The ECG is a graphic recording of electrical activity of the heart during the cardiac cycle. General characteristics of the ECG signal are heart rate variability, heart rate, and interbeat interval (RR). The emotional state of the individual affects the heart rate, or pulse per minute, which easily differentiates between different emotions of individuals. Heart rate variability is assumed as a measure of autonomic nervous system activity based on the assumption that visual fatigue is associated with the increase of autonomic nervous system. Park et al. [35] assessed the effects of viewing 3DTV in young and elderly subjects using ECG. Results of Park et al. [34] showed that the average RR was decreased significantly for watching 3D visuals as opposed to 2D visuals, and the variation in the low-frequency/high-frequency (LF/HF) rhythm ratio was increased significantly when watching 3D visuals.
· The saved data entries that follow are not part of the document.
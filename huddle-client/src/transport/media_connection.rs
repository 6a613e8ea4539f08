use crate::media::LocalTrack;
use crate::transport::ConnectionEvent;
use async_trait::async_trait;
use huddle_core::{ConnectionId, IceCandidate, ParticipantId, SessionDescription};
use std::sync::Arc;
use tokio::sync::mpsc;

/// One media connection to one remote participant.
#[async_trait]
pub trait MediaConnection: Send + Sync {
    async fn add_track(&self, track: Arc<LocalTrack>) -> anyhow::Result<()>;
    async fn create_offer(&self) -> anyhow::Result<SessionDescription>;
    async fn create_answer(&self) -> anyhow::Result<SessionDescription>;
    async fn set_local_description(&self, description: &SessionDescription) -> anyhow::Result<()>;
    async fn set_remote_description(&self, description: &SessionDescription) -> anyhow::Result<()>;
    async fn add_ice_candidate(&self, candidate: &IceCandidate) -> anyhow::Result<()>;
    async fn close(&self) -> anyhow::Result<()>;
}

/// Builds media connections. Implementations push everything the connection
/// reports later into `events`.
#[async_trait]
pub trait ConnectionFactory: Send + Sync {
    async fn create(
        &self,
        participant: ParticipantId,
        connection: ConnectionId,
        events: mpsc::Sender<ConnectionEvent>,
    ) -> anyhow::Result<Box<dyn MediaConnection>>;
}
The 3D visuals generate higher fatigue and stress in the elderly than the young subjects. Park et al. [37] used heart rhythm and autonomic balance to evaluate 3D visual fatigue. They found that viewing 3D rather than 2D video destabilizes the heart rhythm and increases heart rate, as well as induces a shift in autonomic balance, mainly due to increased activation of sympathetic nerves. Moreover, the autonomic balance was significantly different between the 2D and 3D groups.

Chen et al. [40] used a spectral analysis of heart rate variability (HRV) and subjective physiological measures to identify if individuals would be subject to fatigue, weakness, and any other discomfort factors after viewing a 3D video. They found a decrease in parasympathetic nervous activities of the participants after viewing a 3D video, which indicated that viewing a 3D video would render people uncomfortable and tired. In addition, there were insignificant differences in the sympathetic and parasympathetic nerve activities prior and following viewing a 2D video. Thus, they suggested that HRV measure could be an objective indicator for visual fatigue during viewing of 3D videos.
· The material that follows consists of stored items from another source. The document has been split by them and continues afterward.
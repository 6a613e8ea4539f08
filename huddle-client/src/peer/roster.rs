use crate::peer::PeerConnection;
use huddle_core::ParticipantId;
use std::collections::HashMap;

/// A remote member of the room as far as this session knows.
pub struct Participant {
    pub id: ParticipantId,
    /// Unknown until a `user-joined` names the participant.
    pub name: Option<String>,
    connection: Option<PeerConnection>,
}

/// Remote participants keyed by id, each holding at most one connection.
#[derive(Default)]
pub struct Roster {
    participants: HashMap<ParticipantId, Participant>,
}

impl Roster {
    pub fn new() -> Self {
        Self::default()
    }

    /// Adds the participant or refreshes its name. Returns `true` if it was
    /// not known before.
    pub fn upsert(&mut self, id: &ParticipantId, name: Option<String>) -> bool {
        match self.participants.get_mut(id) {
            Some(existing) => {
                if name.is_some() {
                    existing.name = name;
                }
                false
            }
            None => {
                self.participants.insert(
                    id.clone(),
                    Participant {
                        id: id.clone(),
                        name,
                        connection: None,
                    },
                );
                true
            }
        }
    }

    pub fn remove(&mut self, id: &ParticipantId) -> Option<Participant> {
        self.participants.remove(id)
    }

    pub fn contains(&self, id: &ParticipantId) -> bool {
        self.participants.contains_key(id)
    }

    pub fn name(&self, id: &ParticipantId) -> Option<&str> {
        self.participants.get(id).and_then(|p| p.name.as_deref())
    }

    pub fn connection(&self, id: &ParticipantId) -> Option<&PeerConnection> {
        self.participants.get(id).and_then(|p| p.connection.as_ref())
    }

    pub fn connection_mut(&mut self, id: &ParticipantId) -> Option<&mut PeerConnection> {
        self.participants
            .get_mut(id)
            .and_then(|p| p.connection.as_mut())
    }

    /// Stores a connection for a known participant. Hands the connection back
    /// if the participant is unknown or already has one.
    pub fn insert_connection(&mut self, connection: PeerConnection) -> Result<(), PeerConnection> {
        match self.participants.get_mut(connection.participant()) {
            Some(participant) if participant.connection.is_none() => {
                participant.connection = Some(connection);
                Ok(())
            }
            _ => Err(connection),
        }
    }

    pub fn take_connection(&mut self, id: &ParticipantId) -> Option<PeerConnection> {
        self.participants
            .get_mut(id)
            .and_then(|p| p.connection.take())
    }

    pub fn connection_count(&self) -> usize {
        self.participants
            .values()
            .filter(|p| p.connection.is_some())
            .count()
    }

    pub fn ids(&self) -> Vec<ParticipantId> {
        let mut ids: Vec<_> = self.participants.keys().cloned().collect();
        ids.sort();
        ids
    }

    pub fn drain(&mut self) -> Vec<Participant> {
        self.participants.drain().map(|(_, p)| p).collect()
    }
}

impl Participant {
    pub(crate) fn take_connection(&mut self) -> Option<PeerConnection> {
        self.connection.take()
    }
}
use huddle_core::{Envelope, ParticipantId, RoomId, SessionDescription, SignalMessage};
use huddle_relay::RelayConfig;

use crate::utils::{connect, init_tracing, join, recv, send, start_relay};

#[tokio::test]
async fn test_join_and_forward() {
    init_tracing();
    let addr = start_relay(RelayConfig::default()).await;

    let mut alice = connect(addr, "R1").await;
    let mut bob = connect(addr, "R1").await;

    join(&mut alice, "R1", "alice").await;
    // Give the relay a moment so alice is in the room before bob joins.
    tokio::time::sleep(std::time::Duration::from_millis(50)).await;
    join(&mut bob, "R1", "bob").await;

    let joined = recv(&mut alice).await;
    assert_eq!(joined.room, Some(RoomId::from("R1")));
    assert!(matches!(
        joined.message,
        SignalMessage::UserJoined(ref p) if p.participant.as_str() == "bob"
    ));

    send(
        &mut alice,
        Envelope::new(SignalMessage::Offer {
            target: ParticipantId::from("bob"),
            description: SessionDescription::offer("v=0"),
        }),
    )
    .await;

    let offer = recv(&mut bob).await;
    assert_eq!(offer.sender, Some(ParticipantId::from("alice")));
    assert!(matches!(offer.message, SignalMessage::Offer { .. }));
}

#[tokio::test]
async fn test_malformed_join_is_answered_with_error() {
    init_tracing();
    let addr = start_relay(RelayConfig::default()).await;
    let mut ws = connect(addr, "R1").await;

    use futures::SinkExt;
    use tokio_tungstenite::tungstenite::Message;
    ws.send(Message::Text(r#"{"type":"join-room","data":{}}"#.into()))
        .await
        .unwrap();

    let reply = recv(&mut ws).await;
    assert_eq!(
        reply.message,
        SignalMessage::Error("Invalid join room data".into())
    );
}
/// Settings for the webrtc connections created by `RtcConnectionFactory`.
#[derive(Debug, Clone)]
pub struct TransportConfig {
    pub ice_servers: Vec<String>,
    /// Gather host candidates on loopback interfaces. Needed when both peers
    /// run on one machine without network access.
    pub include_loopback_candidates: bool,
}

impl TransportConfig {
    pub fn local() -> Self {
        Self {
            ice_servers: Vec::new(),
            include_loopback_candidates: true,
        }
    }
}

impl Default for TransportConfig {
    fn default() -> Self {
        Self {
            ice_servers: vec![
                "stun:stun.l.google.com:19302".to_owned(),
                "stun:stun1.l.google.com:19302".to_owned(),
            ],
            include_loopback_candidates: false,
        }
    }
}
An alternative method that measures a sympathetic nervous system function is galvanic skin resistance (GSR) [45]. The GSR is a variation in the electrical properties of the human skin caused by an interaction between the individual’s psychological state and environmental actions [46]. When an individual is aroused or excited, the moisture levels in the skin change, causing changes in its electrical conductance. This phenomenon occurs because sweat glands are regulated by the sympathetic nervous system, and this variation in conductance can be an indirect measure of mental activity [46]. GSR is a nonintrusive quickly captured physiological signal mostly used for assessment of the actual state of the user, mainly for mental stress, arousal level, attention, emotional state, and anxiety [4749]. As mental stress increases, variations in the electrical conductance of the skin are identified by GSR sensors. Kim et al. [33] recommended that GSR be utilized to evaluate visual fatigue in participants watching 3D and 2D displays.
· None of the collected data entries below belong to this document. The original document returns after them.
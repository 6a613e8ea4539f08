use std::time::Duration;

use huddle_client::{
    ConnectionEvent, ConnectionEventKind, ConnectionFactory, DeviceCapabilities, LinkState,
    MediaConnection, MediaConstraints, MediaDeviceProvider, RtcConnectionFactory, SyntheticDevices,
    TransportConfig,
};
use huddle_core::{ConnectionId, ParticipantId, SdpType};
use tokio::sync::mpsc;

use crate::integration::init_tracing;

async fn with_tracks(connection: &dyn MediaConnection) {
    let tracks = SyntheticDevices::new(DeviceCapabilities::default())
        .get_user_media(&MediaConstraints::default())
        .await
        .unwrap();
    for track in tracks {
        connection.add_track(track).await.unwrap();
    }
}

#[tokio::test]
async fn test_rtc_connections_reach_connected_over_loopback() {
    init_tracing();
    let factory = RtcConnectionFactory::new(TransportConfig::local());
    let (alice_tx, mut alice_rx) = mpsc::channel::<ConnectionEvent>(256);
    let (bob_tx, mut bob_rx) = mpsc::channel::<ConnectionEvent>(256);

    let alice = factory
        .create(ParticipantId::from("bob"), ConnectionId::new(), alice_tx)
        .await
        .unwrap();
    let bob = factory
        .create(ParticipantId::from("alice"), ConnectionId::new(), bob_tx)
        .await
        .unwrap();
    with_tracks(alice.as_ref()).await;
    with_tracks(bob.as_ref()).await;

    let offer = alice.create_offer().await.unwrap();
    assert_eq!(offer.sdp_type, SdpType::Offer);
    assert!(offer.sdp.contains("m=audio"));
    assert!(offer.sdp.contains("m=video"));
    alice.set_local_description(&offer).await.unwrap();
    bob.set_remote_description(&offer).await.unwrap();

    let answer = bob.create_answer().await.unwrap();
    assert_eq!(answer.sdp_type, SdpType::Answer);
    bob.set_local_description(&answer).await.unwrap();
    alice.set_remote_description(&answer).await.unwrap();

    let mut alice_connected = false;
    let mut bob_connected = false;
    let deadline = tokio::time::sleep(Duration::from_secs(15));
    tokio::pin!(deadline);

    while !(alice_connected && bob_connected) {
        tokio::select! {
            Some(event) = alice_rx.recv() => match event.kind {
                ConnectionEventKind::LocalCandidate(candidate) => {
                    bob.add_ice_candidate(&candidate).await.unwrap();
                }
                ConnectionEventKind::StateChanged(LinkState::Connected) => alice_connected = true,
                _ => {}
            },
            Some(event) = bob_rx.recv() => match event.kind {
                ConnectionEventKind::LocalCandidate(candidate) => {
                    alice.add_ice_candidate(&candidate).await.unwrap();
                }
                ConnectionEventKind::StateChanged(LinkState::Connected) => bob_connected = true,
                _ => {}
            },
            _ = &mut deadline => break,
        }
    }

    assert!(alice_connected, "alice never connected");
    assert!(bob_connected, "bob never connected");

    alice.close().await.unwrap();
    bob.close().await.unwrap();
}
Previous researchers that studied the physiological responses to watching display images compared measures recorded in pre- and postwatching periods to determine reliable measurement methods for visual fatigue. Hence, the physiological responses that occurred when the display was watched for an extended time were neglected. This study investigated the effects of the display type, viewing distance, and viewing time on the physical stress based on HRV and GSR. In addition, the performance of the viewer was measured by evaluating the number of correct answers to certain questions in a questionnaire related to the films that were watched.

2. Methods

2.1. Participants

The participants in the current study are the same as those used in the previous studies [27, 44]. Twenty healthy male university students with a mean ± SD age of 27.7 ± 2.53 years participated in this study as volunteers (more details on the participant’s characteristics are available in Alhaag and Ramadan [44]). A written informed consent form approved by the Human Participants Review Board of the university was completed by each participant prior to participation in the experiment. All participants had normal vision acuity, and none had any medical history. All participants were instructed to have a full night of rest and avoid cigarettes and caffeine in the preceding 6 h.

2.2. Instruments

The instruments used in this study are the same as those used in the previous studies [27, 44], which included a commercial 50-in LG 3D Smart TV (50LF650T) with passive 3D glasses. In addition, an 8-channel Biomonitor ME6000 (Mega Electronics Ltd., Kuopio, Finland), with one channel for ECG recording; sensor-CASSY (Leybolo Didactic GMBH, Germany); skin resistance box (Leybolo Didactic GMBH, Germany); a Snellen chart; GPM Vernier calipers; and measuring tape were used. The ECG signals were recorded using Mega Win 3.0.1 (Mega Electronics Ltd., Kuopio, Finland) at a sampling rate of 1000 Hz, and a CASSY Lab (Leybolo Didactic GMBH, Germany) was used to amplify and record the GSR sampling data at a sampling rate of 100 Hz. Additional materials used include 70% isopropyl alcohol swabs, cotton squares, bandages, and Ag/AgCl solid adhesive pregelled electrodes for ECG (Ambu A/S, Denmark). In addition, Kubios HRV software v2.2 (University of Western Finland, Finland) was employed to compute the HRV.

2.3. Experimental Setting

The experiment setup and specifications of the LG 3D smart TV adopted to conduct the current study are the same as those used in the previous studies (for more details, please see Ramadan et al. [27] and Alhaag and Ramadan [44]). Commercial movies in both 2D and 3D mode were displayed on a LG 3D Smart TV (50LF650T) using passive-row interlaced technology. The LG TV has the capability of changing from 2D to 3D mode and vice versa. The LG TV was positioned at a table height of 0.96 m with the center of the display height of 1.29 m from the lab floor. The viewing distances were 1.95 or 3.90 m (3 or 6). The reason for selecting three (3) or six (6) times the display height was recommended by the International Telecommunication Union (ITU) standards [50]. The back distance from the screen to the wall was set at 0.12 m. Black sheets were pasted on the wall surrounding the TV to eliminate any disturbance to the participant’s surrounding.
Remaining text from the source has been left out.